If you can't pay a living wage you shouldn't have employees.

Or, if the thing is actually impossible to operate at a profit but is still deemed necessary to society, the state can run it at a loss and pay the actual workers a living wage.
 
Or implement Universal Basic Income.
 
Yes, I prefer the and, (italics included).
 
Here in Nova Scotia, a few years ago they raised the minimum wage...by 10 cents. There were employers complaining to the news that it was going to destroy them. :crazyeye:
This sort of squawking happens every time even a suggestion of raising the minimum wage happens.

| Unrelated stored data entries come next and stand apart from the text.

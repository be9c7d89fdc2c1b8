//! Data model shared across the analysis pipeline
//!
//! Every type here serializes to camelCase JSON so results can be handed to
//! any caller (HTTP surface, report renderer, history file) unchanged.

mod enrichment;
mod result;
mod seo;

pub use enrichment::{
    AiInsightsResult, OffPageSeoResult, PerformanceChannel, PerformanceResult,
    PerformanceSuggestion,
};
pub use result::{AnalysisResult, NetworkResult, ScoreResult};
pub use seo::{BrokenLink, SeoResult};

use serde::{Deserialize, Serialize};
use std::fmt;
use std::str::FromStr;
use std::time::Duration;

/// Analysis preset trading completeness for latency
#[derive(Debug, Clone, Copy, PartialEq, Eq, Hash, Default, Serialize, Deserialize)]
pub enum AnalysisMode {
    /// Static HTML only, small link sample, no provider enrichment except AI
    #[default]
    Fast,
    /// Headless rendering, performance and off-page enrichment, larger link sample
    Deep,
}

impl AnalysisMode {
    /// Maximum number of links probed by the link-health checker
    pub fn link_sample_size(&self) -> usize {
        match self {
            Self::Fast => 10,
            Self::Deep => 30,
        }
    }

    /// Per-link request timeout
    pub fn link_timeout(&self) -> Duration {
        match self {
            Self::Fast => Duration::from_secs(5),
            Self::Deep => Duration::from_secs(12),
        }
    }

    /// Number of link checks allowed in flight at once
    pub fn link_concurrency(&self) -> usize {
        match self {
            Self::Fast => 2,
            Self::Deep => 5,
        }
    }

    pub fn renders_dom(&self) -> bool {
        matches!(self, Self::Deep)
    }

    pub fn fetches_performance(&self) -> bool {
        !matches!(self, Self::Fast)
    }

    pub fn fetches_off_page(&self) -> bool {
        matches!(self, Self::Deep)
    }

    pub fn as_str(&self) -> &'static str {
        match self {
            Self::Fast => "fast",
            Self::Deep => "deep",
        }
    }
}

impl fmt::Display for AnalysisMode {
    fn fmt(&self, f: &mut fmt::Formatter<'_>) -> fmt::Result {
        f.write_str(self.as_str())
    }
}

impl FromStr for AnalysisMode {
    type Err = String;

    fn from_str(s: &str) -> Result<Self, Self::Err> {
        match s.trim().to_ascii_lowercase().as_str() {
            "fast" => Ok(Self::Fast),
            "deep" => Ok(Self::Deep),
            other => Err(format!("unknown analysis mode '{}', expected fast or deep", other)),
        }
    }
}

/// Immutable input to one analysis
#[derive(Debug, Clone, PartialEq, Eq, Serialize, Deserialize)]
#[serde(rename_all = "camelCase")]
pub struct AnalysisRequest {
    pub url: String,
    #[serde(default)]
    pub mode: AnalysisMode,
}

impl AnalysisRequest {
    pub fn new(url: impl Into<String>, mode: AnalysisMode) -> Self {
        Self {
            url: url.into(),
            mode,
        }
    }

    pub fn fast(url: impl Into<String>) -> Self {
        Self::new(url, AnalysisMode::Fast)
    }

    pub fn deep(url: impl Into<String>) -> Self {
        Self::new(url, AnalysisMode::Deep)
    }
}
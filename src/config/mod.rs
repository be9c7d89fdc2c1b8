//! Configuration module for Site-Auditor
//!
//! This module handles loading, parsing, and validating TOML configuration files.
//!
//! # Example
//!
//! ```no_run
//! use site_auditor::config::load_config;
//! use std::path::Path;
//!
//! let config = load_config(Path::new("auditor.toml")).unwrap();
//! println!("Concurrent scans: {}", config.analysis.max_concurrent_scans);
//! ```

mod parser;
mod types;
mod validation;

// Re-export types
pub use types::{
    AnalysisConfig, Config, HistoryConfig, ProviderConfig, QueueConfig, UserAgentConfig,
};

// Re-export parser functions
pub use parser::{compute_config_hash, load_config, load_config_with_hash};
pub use validation::validate;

Funny, I thought every restaurant in Alberta was supposed to go under the moment minimum wage here was increased to $15/hour. They didn't, but of course that didn't stop Jason Kenney from deciding that 16-17 year old workers don't need an adult wage. It whooshes right past him that many of them are either saving for college/university or helping to support the family after one of their parents lost their job.

Around ten or fifteen years ago, there was a farmer complaining to the local newspaper about welfare recipients, and I think he tried to say that they should be forced to work on his farm at minimum wage so he wouldn't have to hire immigrant workers. :shake:
I guess he didn't realize that TFWs (temporary foreign workers) are usually subsidized so the employer isn't actually even paying the minimum wage amount to them (the balance is made up by the government). This has resulted in situations where restaurant owners have bent themselves into pretzels, claiming that they did so advertise for Canadian workers and not one person out of the whole 37 million of us wanted to work for them, and therefore they just HAD to hire TFWs... and incidentally make working conditions so crappy for their current Canadian employees that they were either forced to quit because they weren't getting enough shifts, or they were pressured to quit for other reasons.
 
I have a crush on Jen Carfagno from The Weather Channel. It makes me feel like I'm cheating on my wife every time I want some weather related news.
 
And of course my anecdote is just that, a story, not evidence. But I think it's instructive of how off the rails our job market has become as we allow the monied class to extract everything of value out of our economy to park it in the accounts of billionaires who do not re-invest in proportion to how much they've accumulated.
The thing with anecdotes though is that it can capture some nuances that (official) statistics (and narratives) can ignore. And each person's story matters, because they are not mere data points in an experiment or analysis.
 
I just got a spam email in my inbox. Filters didn't catch it, because the body was literally just a bunch of broken HTML and keyboard smashing. :lol:
 
The thing with anecdotes though is that it can capture some nuances that (official) statistics (and narratives) can ignore. And each person's story matters, because they are not mere data points in an experiment or analysis.
Thank you for posting this. There are some people here in OT who say my posts don't matter because they're "just anecdotes". Well, pardon me for being born decades before the internet era where it seems that nearly everyone is documented in some way on social media or other place. Pardon me for not being fluent in "statistics". Pardon me for not regurgitating a university textbook when I post.

I use anecdotes to illustrate whatever point I'm making, or to contradict someone else who tries to speak for whatever group I happen to be part of (ie. all women are obsessed with shopping for shoes; I've seen that one here, and it's not true).